Он оттолкнул Любочкины руки и сам сбросил плащ. Под плащом на нем были одни штаны.
Ноги босые, черные от земли и травы.
А тряпочка на глазах белая-белая.
Люба тряпочку потрогала. Вроде погладила.
Дети на хату диденковскую не оглянулись. И на Петра не оглянулись.
Добрались до Чернигова кое-как.
В дороге поведение Любы меня насторожило. Она молчала. Молчала и молчала. И с детьми молчком, и со мной.
Дома Люба сразу обсмотрела все, и первые ее слова были такие:
— Надо еще раскладушку купить. Ты с хлопцами в комнате, а мы с Ганнусей на кухне будем спать. Стол оттуда надо вынести в комнату — чтоб для занятий был. На кухне к подоконнику приделаешь досочку — для широты, там кушать будем.
Я спросил, как она себя чувствует, не надо ли ей к врачу.
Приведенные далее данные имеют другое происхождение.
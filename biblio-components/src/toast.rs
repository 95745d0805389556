//! Transient toast notifications
//!
//! One toast is visible at a time; showing a new one replaces the current
//! and restarts the dismiss timer.

use std::time::Duration;

use biblio_shared::{ApiMessage, Severity, TOAST_DURATION_MS};
use leptos::prelude::*;

#[derive(Clone, Copy)]
pub struct Toaster {
    current: RwSignal<Option<ApiMessage>>,
    // generation counter so a stale dismiss timer cannot clear a newer toast
    epoch: RwSignal<u32>,
}

impl Toaster {
    fn new() -> Self {
        Self {
            current: RwSignal::new(None),
            epoch: RwSignal::new(0),
        }
    }

    pub fn show(&self, message: ApiMessage) {
        let shown_at = self.epoch.get_untracked() + 1;
        self.epoch.set(shown_at);
        self.current.set(Some(message));

        let current = self.current;
        let epoch = self.epoch;
        set_timeout(
            move || {
                if epoch.get_untracked() == shown_at {
                    current.set(None);
                }
            },
            Duration::from_millis(TOAST_DURATION_MS),
        );
    }

    pub fn success(&self, msg: impl Into<String>) {
        self.show(ApiMessage::success(msg));
    }

    pub fn error(&self, msg: impl Into<String>) {
        self.show(ApiMessage::error(msg));
    }
}

pub fn provide_toaster() -> Toaster {
    let toaster = Toaster::new();
    provide_context(toaster);
    toaster
}

pub fn use_toaster() -> Toaster {
    use_context::<Toaster>().expect("App provides the toaster")
}

#[component]
pub fn ToastHost() -> impl IntoView {
    let toaster = use_toaster();
    let current = toaster.current;

    view! {
        <div
            id="toast"
            class="fixed bottom-6 left-1/2 z-50 -translate-x-1/2 rounded-lg px-4 py-3 text-sm font-medium text-white shadow-lg"
            class=("hidden", move || current.read().is_none())
            class=("bg-rose-500", move || {
                matches!(&*current.read(), Some(m) if m.severity == Severity::Error)
            })
            class=("bg-emerald-500", move || {
                matches!(&*current.read(), Some(m) if m.severity == Severity::Success)
            })
        >
            {move || current.get().map(|m| m.msg)}
        </div>
    }
}
//! Generic modal dialog
//!
//! Closing is triggered by the close control, a click on the backdrop, or
//! the Escape key. The opener owns the `open` signal; the form inside owns
//! its own submit handling.

use leptos::{ev::keydown, prelude::*};
use leptos_use::{use_document, use_event_listener};

use crate::icons::CloseIcon;

#[component]
pub fn Modal(
    open: RwSignal<bool>,
    #[prop(into)] title: String,
    /// Runs on every close path, before the dialog hides (form reset etc.)
    #[prop(optional, into)]
    on_close: Option<Callback<()>>,
    children: Children,
) -> impl IntoView {
    let close = move || {
        if let Some(cb) = on_close {
            cb.run(());
        }
        open.set(false);
    };

    let _cleanup = use_event_listener(use_document(), keydown, move |evt| {
        if evt.key() == "Escape" && open.get_untracked() {
            close();
        }
    });

    view! {
        <div
            data-modal=""
            class="fixed inset-0 z-40 flex items-center justify-center bg-black/50"
            class=("hidden", move || !open.get())
            on:click=move |_| close()
        >
            // clicks inside the dialog must not reach the backdrop
            <div
                class="w-full max-w-lg rounded-lg bg-white p-6 shadow-xl"
                on:click=|ev| ev.stop_propagation()
            >
                <div class="mb-4 flex items-center justify-between">
                    <h3 class="text-lg font-semibold text-gray-900">{title}</h3>
                    <button
                        type="button"
                        data-close-modal=""
                        class="rounded-full p-1 text-gray-400 hover:bg-gray-100 hover:text-gray-600"
                        on:click=move |_| close()
                    >
                        <CloseIcon inner_class="h-5 w-5" />
                    </button>
                </div>
                {children()}
            </div>
        </div>
    }
}
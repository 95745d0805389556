//! The sign-up page

use biblio_components::buttons::BusyButton;
use biblio_shared::urls;
use leptos::prelude::*;
use leptos::task::spawn_local;

use crate::api::auth;
use crate::app::forms;

#[component]
pub fn SignUpPage() -> impl IntoView {
    let signing_up = RwSignal::new(false);
    let error = RwSignal::new(Option::<String>::None);

    let on_submit = move |ev: leptos::ev::SubmitEvent| {
        ev.prevent_default();
        if signing_up.get_untracked() {
            return;
        }

        let (_, data) = forms::submitted_form(&ev);
        error.set(None);
        signing_up.set(true);

        spawn_local(async move {
            let reply = auth::sign_up(data).await;
            signing_up.set(false);
            match reply {
                Ok(reply) if reply.succeeded() => {
                    let _ = window().location().set_href("/");
                }
                Ok(reply) => {
                    error.set(Some(reply.error.unwrap_or_else(|| {
                        "Unable to create the account".to_string()
                    })));
                }
                Err(e) => {
                    leptos::logging::warn!("Sign-up failed: {e}");
                    error.set(Some("Something went wrong. Try again.".to_string()));
                }
            }
        });
    };

    view! {
        <div class="mx-auto flex max-w-sm flex-col px-6 py-16">
            <h1 class="mb-6 text-2xl font-bold">"Create your account"</h1>

            <form id="signup-form" class="flex flex-col gap-4" on:submit=on_submit>
                <div
                    class="error rounded-lg bg-rose-50 px-3 py-2 text-sm text-rose-600"
                    class=("hidden", move || error.read().is_none())
                >
                    {move || error.get()}
                </div>

                <label class="text-sm font-medium" for="signup-username">
                    "Username"
                </label>
                <input
                    id="signup-username"
                    name="username"
                    type="text"
                    required
                    class="rounded-lg border border-gray-300 px-3 py-2 text-sm"
                />

                <label class="text-sm font-medium" for="signup-email">
                    "Email"
                </label>
                <input
                    id="signup-email"
                    name="email"
                    type="email"
                    required
                    class="rounded-lg border border-gray-300 px-3 py-2 text-sm"
                />

                <label class="text-sm font-medium" for="signup-password">
                    "Password"
                </label>
                <input
                    id="signup-password"
                    name="password"
                    type="password"
                    required
                    class="rounded-lg border border-gray-300 px-3 py-2 text-sm"
                />

                <BusyButton busy_reader=signing_up label="Sign Up" busy_label="Signing up..." />
            </form>

            <div class="my-4 text-center text-xs text-gray-400">"or"</div>

            <button
                id="oauth-google"
                type="button"
                class="rounded-lg border border-gray-300 px-3 py-2 text-sm font-medium hover:bg-gray-50"
                on:click=move |_| {
                    let _ = window().location().set_href(urls::GOOGLE_OAUTH_URL);
                }
            >
                "Continue with Google"
            </button>

            <p class="mt-6 text-center text-sm text-gray-500">
                "Already registered? " <a href="/signin" class="text-sky-700 hover:underline">
                    "Sign in"
                </a>
            </p>
        </div>
    }
}
//! Rendering activity records into feed lines

use biblio_shared::{dates, Activity, ActivityType};
use leptos::either::EitherOf3;
use leptos::prelude::*;

/// The plain-text reading of an activity, used for tooltips
pub fn activity_text(activity: &Activity) -> String {
    match activity.activity_type {
        ActivityType::BorrowBook => {
            format!("{} borrowed {}", activity.username, activity.book_title)
        }
        ActivityType::ReturnBook => {
            format!("{} returned {}", activity.username, activity.book_title)
        }
        ActivityType::Register => format!("{} has signed up", activity.username),
    }
}

#[component]
pub fn ActivityLine(activity: Activity, now_ms: f64) -> impl IntoView {
    let when = dates::relative_from_ms(&activity.created_at, now_ms);
    let title = activity_text(&activity);

    let message = match activity.activity_type {
        ActivityType::BorrowBook => EitherOf3::A(view! {
            <p>
                <span class="user font-medium">{activity.username.clone()}</span>
                " borrowed "
                <span class="book italic">{activity.book_title.clone()}</span>
            </p>
        }),
        ActivityType::ReturnBook => EitherOf3::B(view! {
            <p>
                <span class="user font-medium">{activity.username.clone()}</span>
                " returned "
                <span class="book italic">{activity.book_title.clone()}</span>
            </p>
        }),
        ActivityType::Register => EitherOf3::C(view! {
            <p>
                <span class="user font-medium">{activity.username.clone()}</span>
                " has signed up"
            </p>
        }),
    };

    view! {
        <li class="recent-activity-list-item flex items-center justify-between border-b border-gray-100 py-2 last:border-b-0" title=title>
            {message}
            <span class="activity-date text-xs text-gray-400">{when}</span>
        </li>
    }
}

#[cfg(test)]
mod tests {
    use super::*;

    fn activity(kind: ActivityType) -> Activity {
        Activity {
            activity_type: kind,
            username: "ada".into(),
            book_title: "Dune".into(),
            created_at: "2025-08-05T10:00:00Z".into(),
        }
    }

    #[test]
    fn message_follows_activity_type() {
        assert_eq!(
            activity_text(&activity(ActivityType::BorrowBook)),
            "ada borrowed Dune"
        );
        assert_eq!(
            activity_text(&activity(ActivityType::ReturnBook)),
            "ada returned Dune"
        );
        assert_eq!(
            activity_text(&activity(ActivityType::Register)),
            "ada has signed up"
        );
    }
}
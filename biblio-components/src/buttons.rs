use crate::icons::SpinIcon;
use leptos::prelude::*;
use web_sys::MouseEvent;

#[component]
pub fn ButtonIcon<F, IV>(
    #[prop(into)] busy_reader: Signal<bool>,
    on_click: impl Fn(MouseEvent) + 'static,
    inner_icon: F,
) -> impl IntoView
where
    F: Fn() -> IV,
    IV: IntoView,
{
    view! {
        <button
            disabled=move || busy_reader.get()
            class="inline-flex items-center rounded-full p-2 text-base font-semibold text-gray-500 hover:bg-sky-100 hover:text-sky-700"
            on:click=move |ev| {
                if !busy_reader.get() {
                    on_click(ev);
                }
            }
        >
            {inner_icon()}
        </button>
    }
}

/// The submit button of a form wired to an async action: disables itself
/// and shows a spinner while the action is pending. Submission itself is
/// the surrounding form's `on:submit`.
#[component]
pub fn BusyButton(
    #[prop(into)] busy_reader: Signal<bool>,
    #[prop(default = "")] label: &'static str,
    #[prop(default = "")] busy_label: &'static str,
) -> impl IntoView {
    view! {
        <button
            type="submit"
            class="flex h-9 w-full items-center justify-center space-x-4 rounded-lg bg-sky-700 text-center text-sm font-medium text-white hover:bg-sky-600 disabled:opacity-60"
            disabled=move || busy_reader.get()
        >
            <Show when=move || busy_reader.get()>
                <SpinIcon inner_class="spinner animate-spin h-5 w-5 mr-2 text-white" />
            </Show>

            <span class="submit-text">
                {move || if busy_reader.get() { busy_label.to_string() } else { label.to_string() }}
            </span>
        </button>
    }
}
//! The admin view over every borrowing, with force return

use biblio_components::search::SearchBar;
use biblio_components::table::EmptyRow;
use biblio_components::toast::use_toaster;
use biblio_shared::filter::{self, StatusFilter};
use biblio_shared::{dates, Borrowing};
use leptos::prelude::*;

use crate::api::borrowings;
use crate::app::{consume_outcome, use_session};

#[component]
pub fn ManageBorrowingsPage() -> impl IntoView {
    let session = use_session();
    let toaster = use_toaster();

    let all_borrowings = LocalResource::new(borrowings::load_all);
    let query = RwSignal::new(String::new());
    let status = RwSignal::new(StatusFilter::All);

    let visible = Memo::new(move |_| {
        let snapshot = all_borrowings.get().unwrap_or_default();
        filter::filter_borrowings(&snapshot, &query.read(), status.get())
    });

    let force_return = Action::new_local(|id: &i64| {
        let id = *id;
        async move { borrowings::return_book(id).await }
    });

    Effect::new(move |_| {
        if let Some(result) = force_return.value().get() {
            force_return.value().set(None);
            consume_outcome(result, &toaster, session, || all_borrowings.refetch());
        }
    });

    view! {
        <div class="mx-auto max-w-5xl px-6 py-8">
            <div class="mb-6 flex items-center justify-between gap-4">
                <h1 class="text-2xl font-bold">"Manage borrowings"</h1>
                <SearchBar
                    value=query
                    on_search=Callback::new(move |q| query.set(q))
                    placeholder="Search by user or book..."
                />
                <select
                    id="borrowings-filters"
                    class="rounded-lg border border-gray-300 px-3 py-2 text-sm"
                    on:change=move |ev| status.set(StatusFilter::from_value(&event_target_value(&ev)))
                >
                    <option value="all">"All statuses"</option>
                    <option value="active">"Active"</option>
                    <option value="overdue">"Overdue"</option>
                    <option value="returned">"Returned"</option>
                </select>
            </div>

            <table
                class="borrowings w-full text-left text-sm"
                class=("is-empty", move || visible.read().is_empty())
                class=("has-data", move || !visible.read().is_empty())
            >
                <thead>
                    <tr class="border-b border-gray-200 text-xs uppercase text-gray-500">
                        <th class="py-2">"User"</th>
                        <th>"Book"</th>
                        <th>"Borrowed"</th>
                        <th>"Due"</th>
                        <th>"Status"</th>
                        <th>"Returned"</th>
                        <th></th>
                    </tr>
                </thead>
                <tbody id="manage-borrowings-data">
                    <Show
                        when=move || !visible.read().is_empty()
                        fallback=|| view! { <EmptyRow colspan=7 message="No borrowings found" /> }
                    >
                        <For each=move || visible.get() key=|b| b.id let:b>
                            <BorrowingRow
                                borrowing=b
                                on_return=Callback::new(move |id| {
                                    force_return.dispatch_local(id);
                                })
                            />
                        </For>
                    </Show>
                </tbody>
            </table>
        </div>
    }
}

#[component]
fn BorrowingRow(borrowing: Borrowing, on_return: Callback<i64>) -> impl IntoView {
    let open = borrowing.is_open();
    let id = borrowing.id;

    view! {
        <tr class="border-b border-gray-100">
            <td class="user py-2">{borrowing.user.clone()}</td>
            <td class="book">{borrowing.book.clone()}</td>
            <td>{dates::short(&borrowing.borrowed_at)}</td>
            <td>{dates::short(&borrowing.due_at)}</td>
            <td class="status-cell">
                <span class=format!("status-badge status-{}", borrowing.status)>
                    {borrowing.status.to_string()}
                </span>
            </td>
            <td>
                <Show when=move || !open fallback=|| view! { <span>"-"</span> }>
                    {dates::short(&borrowing.returned_at)}
                </Show>
            </td>
            <td>
                <Show when=move || open fallback=|| view! { <span>"-"</span> }>
                    <button
                        type="button"
                        class="return-borrowing-btn btn btn-sm rounded bg-sky-700 px-2 py-1 text-xs text-white hover:bg-sky-600"
                        on:click=move |_| on_return.run(id)
                    >
                        "Return"
                    </button>
                </Show>
            </td>
        </tr>
    }
}
//! The top navigation bar
//!
//! Mounted once above the route outlet; resolves auth state on its own and
//! switches between the guest, user and admin affordances.

use leptos::{ev::click, prelude::*};
use leptos_router::components::A;
use leptos_use::{use_document, use_event_listener};

use crate::api::{auth, users};
use crate::app::use_session;

const NAV_LINK_CLASSES: &str =
    "rounded-lg px-3 py-2 text-sm font-medium text-gray-600 hover:bg-gray-100 hover:text-gray-900";

#[component]
pub fn NavBar() -> impl IntoView {
    let session = use_session();

    // the avatar letter needs the username behind the session token
    let current_user = LocalResource::new(move || {
        let token = session.token();
        async move {
            match token {
                Some(token) => users::load_by_id(token.user_id).await,
                None => None,
            }
        }
    });

    let avatar_letter = move || {
        current_user
            .get()
            .flatten()
            .and_then(|user| user.username.chars().next())
            .map(|letter| letter.to_uppercase().to_string())
            .unwrap_or_default()
    };

    let menu_open = RwSignal::new(false);
    // any click outside the avatar button closes the menu
    let _cleanup = use_event_listener(use_document(), click, move |_| {
        menu_open.set(false);
    });

    let sign_out = Action::new_local(|_: &()| async {
        auth::sign_out().await;
        let _ = window().location().set_href("/signin");
    });

    view! {
        <nav class="flex items-center justify-between border-b border-gray-200 bg-white px-6 py-3">
            <a href="/" class="text-xl font-semibold text-sky-700">
                "biblio"
            </a>

            <div class="flex items-center gap-2">
                // admin links
                <Show when=move || session.is_admin()>
                    <A href="/admin" attr:id="overview-link" attr:class=NAV_LINK_CLASSES>
                        "Overview"
                    </A>
                    <A
                        href="/admin/manage-books"
                        attr:id="manage-books-link"
                        attr:class=NAV_LINK_CLASSES
                    >
                        "Books"
                    </A>
                    <A
                        href="/admin/manage-users"
                        attr:id="manage-users-link"
                        attr:class=NAV_LINK_CLASSES
                    >
                        "Users"
                    </A>
                    <A
                        href="/admin/manage-borrowings"
                        attr:id="manage-borrowings-link"
                        attr:class=NAV_LINK_CLASSES
                    >
                        "Borrowings"
                    </A>
                </Show>

                // guest affordances
                <Show when=move || !session.is_authenticated()>
                    <A href="/signin" attr:id="signin-btn" attr:class=NAV_LINK_CLASSES>
                        "Sign in"
                    </A>
                    <A
                        href="/signup"
                        attr:id="signup-btn"
                        attr:class="rounded-lg bg-sky-700 px-3 py-2 text-sm font-medium text-white hover:bg-sky-600"
                    >
                        "Sign up"
                    </A>
                </Show>

                // signed-in affordances
                <Show when=move || session.is_authenticated()>
                    <div id="avatar-dropdown" class="relative">
                        <button
                            id="avatar-nav-btn"
                            type="button"
                            aria-expanded=move || menu_open.get().to_string()
                            class="flex h-9 w-9 items-center justify-center rounded-full bg-sky-700 font-semibold text-white"
                            on:click=move |ev| {
                                ev.stop_propagation();
                                menu_open.update(|open| *open = !*open);
                            }
                        >
                            <span id="avatar-letter">{avatar_letter}</span>
                        </button>
                        <div
                            id="avatar-menu"
                            class="absolute right-0 z-30 mt-2 w-44 rounded-lg border border-gray-200 bg-white py-1 shadow-lg"
                            class=("hidden", move || !menu_open.get())
                        >
                            <A
                                href="/user/profile"
                                attr:id="profile-link"
                                attr:class="block px-4 py-2 text-sm text-gray-700 hover:bg-gray-50"
                            >
                                "Profile"
                            </A>
                            <button
                                id="signout-btn"
                                type="button"
                                class="block w-full px-4 py-2 text-left text-sm text-gray-700 hover:bg-gray-50"
                                on:click=move |_| {
                                    sign_out.dispatch_local(());
                                }
                            >
                                "Sign out"
                            </button>
                        </div>
                    </div>
                </Show>
            </div>
        </nav>
    }
}
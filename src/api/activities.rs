//! The activity feed

use biblio_shared::{urls, Activity};
use leptos::logging::warn;

use super::get;

async fn load_list(endpoint: &str) -> Vec<Activity> {
    match get(endpoint).await {
        Ok(reply) if reply.ok() => reply.decode().unwrap_or_default(),
        Ok(_) => Vec::new(),
        Err(e) => {
            warn!("Failed to load activities from {endpoint}: {e}");
            Vec::new()
        }
    }
}

pub async fn load_all() -> Vec<Activity> {
    load_list(urls::ACTIVITIES_ALL).await
}

pub async fn load_recent() -> Vec<Activity> {
    load_list(urls::ACTIVITIES_RECENT).await
}

pub async fn load_by_limit() -> Vec<Activity> {
    load_list(urls::ACTIVITIES_LIMIT).await
}

pub async fn load_by_id(id: i64) -> Option<Activity> {
    match get(&urls::activity(id)).await {
        Ok(reply) if reply.ok() => reply.decode().ok(),
        Ok(_) => None,
        Err(e) => {
            warn!("Failed to load activity {id}: {e}");
            None
        }
    }
}
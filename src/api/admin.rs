//! User management operations that require the admin role

use biblio_shared::{urls, MutationOutcome};
use reqwasm::http::Method;
use web_sys::FormData;

use super::{request, ApiError, Body};

pub async fn create_user(form: FormData) -> Result<MutationOutcome, ApiError> {
    request(urls::USER_CREATE_WITH_ADMIN, Method::POST, Body::Form(form))
        .await
        .map(super::Reply::into_outcome)
}

pub async fn update_user(id: i64, form: FormData) -> Result<MutationOutcome, ApiError> {
    request(
        &urls::user_update_with_admin(id),
        Method::PATCH,
        Body::Form(form),
    )
    .await
    .map(super::Reply::into_outcome)
}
Судя по ее выражению лица. На всякий случай.
Она сказала, что чувствует себя сильно хорошо.
Я ее обнял, и она меня тоже обняла. Но вместе, заодно, мы не обнялись. Не получилось.
На поездку в Остер я отвел себе день. Потому срочно отправился. В полной милицейской форме.
У Мирона дом стоял пустой. Все на работе. В хате Довида тоже пусто. Дверь нараспашку.
Я там и устроился. Посидел немножко, успокоился с дороги.